Deux militants écologistes du groupe Just Stop Oil qui avaient collé leurs mains sur un tableau du peintre néerlandais Vincent van Gogh dans une galerie d’art londonienne ont été reconnus coupables de dommages criminels par les tribunaux britanniques.
Les deux accusés – une femme de 24 ans et un homme de 22 ans – ont causé des dommages d’une valeur de 2 000 £ (environ 2 300 euros) à la galerie pendant leur «performance» contre le tableau «Peach Blossom». Cependant, le tableau, qui est plus ancien que la peinture elle-même, a subi des dommages irréparables.

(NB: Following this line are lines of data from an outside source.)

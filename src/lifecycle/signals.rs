//! OS signal handling.

use crate::lifecycle::Shutdown;

/// Resolve on the first SIGINT (Ctrl-C) or, on Unix, SIGTERM.
pub async fn wait_for_signal() {
    let ctrl_c = async {
        if let Err(e) = tokio::signal::ctrl_c().await {
            tracing::error!(error = %e, "Failed to listen for Ctrl-C");
            std::future::pending::<()>().await;
        }
    };

    #[cfg(unix)]
    let terminate = async {
        use tokio::signal::unix::{signal, SignalKind};
        match signal(SignalKind::terminate()) {
            Ok(mut stream) => {
                stream.recv().await;
            }
            Err(e) => {
                tracing::error!(error = %e, "Failed to listen for SIGTERM");
                std::future::pending::<()>().await;
            }
        }
    };

    #[cfg(not(unix))]
    let terminate = std::future::pending::<()>();

    tokio::select! {
        _ = ctrl_c => {},
        _ = terminate => {},
    }
}

/// Spawn a task that triggers `shutdown` when a stop signal arrives.
pub fn forward_to(shutdown: Shutdown) {
    tokio::spawn(async move {
        wait_for_signal().await;
        tracing::info!("Shutdown signal received");
        shutdown.trigger();
    });
}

La juge Neeta Minhas a estimé que le cadre ne pouvait pas être remis dans son état d’origine après l’attaque des militants, tandis que le tableau lui-même a également été endommagé, bien que de manière «substantielle», ce qui n’en fait pas une affaire «mineure, insignifiante, temporaire ou banale».
De son côté, Francesca Cociani, l’avocate des militants, s’est demandé si le tableau de Van Gogh n’avait pas pris de la valeur grâce à l’attaque menée par ses accusés.

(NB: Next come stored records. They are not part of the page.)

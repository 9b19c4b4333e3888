//! Configuration schema definitions.
//!
//! This module defines the complete configuration structure for the relay.
//! All types derive Serde traits for deserialization from config files, and
//! every section has defaults that reproduce the public Bilibili deployment.

use serde::{Deserialize, Serialize};

/// Root configuration for the relay.
#[derive(Debug, Clone, Deserialize, Serialize, Default)]
#[serde(default)]
pub struct RelayConfig {
    /// Listener configuration (bind address).
    pub listener: ListenerConfig,

    /// Upstream platform endpoints and injected header values.
    pub upstream: UpstreamConfig,

    /// Named-route table settings.
    pub routes: RoutesConfig,

    /// Open-relay (arbitrary URL) settings.
    pub relay: OpenRelayConfig,

    /// Timeout configuration.
    pub timeouts: TimeoutConfig,

    /// Observability settings.
    pub observability: ObservabilityConfig,
}

/// Listener configuration.
#[derive(Debug, Clone, Deserialize, Serialize)]
#[serde(default)]
pub struct ListenerConfig {
    /// Bind address (e.g., "0.0.0.0:8787").
    pub bind_address: String,
}

impl Default for ListenerConfig {
    fn default() -> Self {
        Self {
            bind_address: "0.0.0.0:8787".to_string(),
        }
    }
}

/// Where requests are forwarded and which identity they carry.
#[derive(Debug, Clone, Deserialize, Serialize)]
#[serde(default)]
pub struct UpstreamConfig {
    /// Base URL of the main web API.
    pub api_base: String,

    /// Base URL of the passport (login) API.
    pub passport_base: String,

    /// Web origin sent as `Referer` and `Origin`.
    pub web_origin: String,

    /// User agent used when the caller did not send one.
    pub fallback_user_agent: String,

    /// TCP connect timeout for upstream calls in seconds.
    pub connect_timeout_secs: u64,
}

impl Default for UpstreamConfig {
    fn default() -> Self {
        Self {
            api_base: "https://api.bilibili.com".to_string(),
            passport_base: "https://passport.bilibili.com".to_string(),
            web_origin: "https://www.bilibili.com".to_string(),
            fallback_user_agent:
                "Mozilla/5.0 (Windows NT 10.0; Win64; x64) AppleWebKit/537.36".to_string(),
            connect_timeout_secs: 10,
        }
    }
}

/// Named-route settings.
#[derive(Debug, Clone, Deserialize, Serialize)]
#[serde(default)]
pub struct RoutesConfig {
    /// Path prefix every named route lives under.
    pub prefix: String,
}

impl Default for RoutesConfig {
    fn default() -> Self {
        Self {
            prefix: "/api".to_string(),
        }
    }
}

/// Open-relay settings.
#[derive(Debug, Clone, Deserialize, Serialize)]
#[serde(default)]
pub struct OpenRelayConfig {
    /// Mount the relay endpoint.
    pub enabled: bool,

    /// Path the relay answers on.
    pub path: String,

    /// Host suffixes the relay may fetch from. Empty allows any host.
    pub allowed_hosts: Vec<String>,
}

impl Default for OpenRelayConfig {
    fn default() -> Self {
        Self {
            enabled: true,
            path: "/".to_string(),
            allowed_hosts: vec![
                "bilivideo.com".to_string(),
                "bilivideo.cn".to_string(),
                "akamaized.net".to_string(),
                "hdslb.com".to_string(),
                "bilibili.com".to_string(),
            ],
        }
    }
}

/// Timeout configuration.
#[derive(Debug, Clone, Deserialize, Serialize)]
#[serde(default)]
pub struct TimeoutConfig {
    /// Outer limit on producing a response, in seconds.
    pub request_secs: u64,
}

impl Default for TimeoutConfig {
    fn default() -> Self {
        Self { request_secs: 30 }
    }
}

/// Observability configuration.
#[derive(Debug, Clone, Deserialize, Serialize)]
#[serde(default)]
pub struct ObservabilityConfig {
    /// Log level (trace, debug, info, warn, error).
    pub log_level: String,

    /// Enable metrics endpoint.
    pub metrics_enabled: bool,

    /// Metrics endpoint bind address.
    pub metrics_address: String,
}

impl Default for ObservabilityConfig {
    fn default() -> Self {
        Self {
            log_level: "info".to_string(),
            metrics_enabled: false,
            metrics_address: "0.0.0.0:9090".to_string(),
        }
    }
}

Pour sa part, la restauratrice de la galerie, Karen Serres, a répondu à la question de Cociani par un «non» catégorique.
Ces dernières semaines, plusieurs groupes environnementaux ont mené des attaques répétées contre des œuvres d’art bien connues de peintres tels que l’Espagnol Francisco de Goya, l’Autrichien Gustav Klimt et Van Gogh lui-même.
Leur principal objectif est de sensibiliser au changement climatique et à la nécessité pour les gouvernements internationaux de prendre des mesures pour l’enrayer.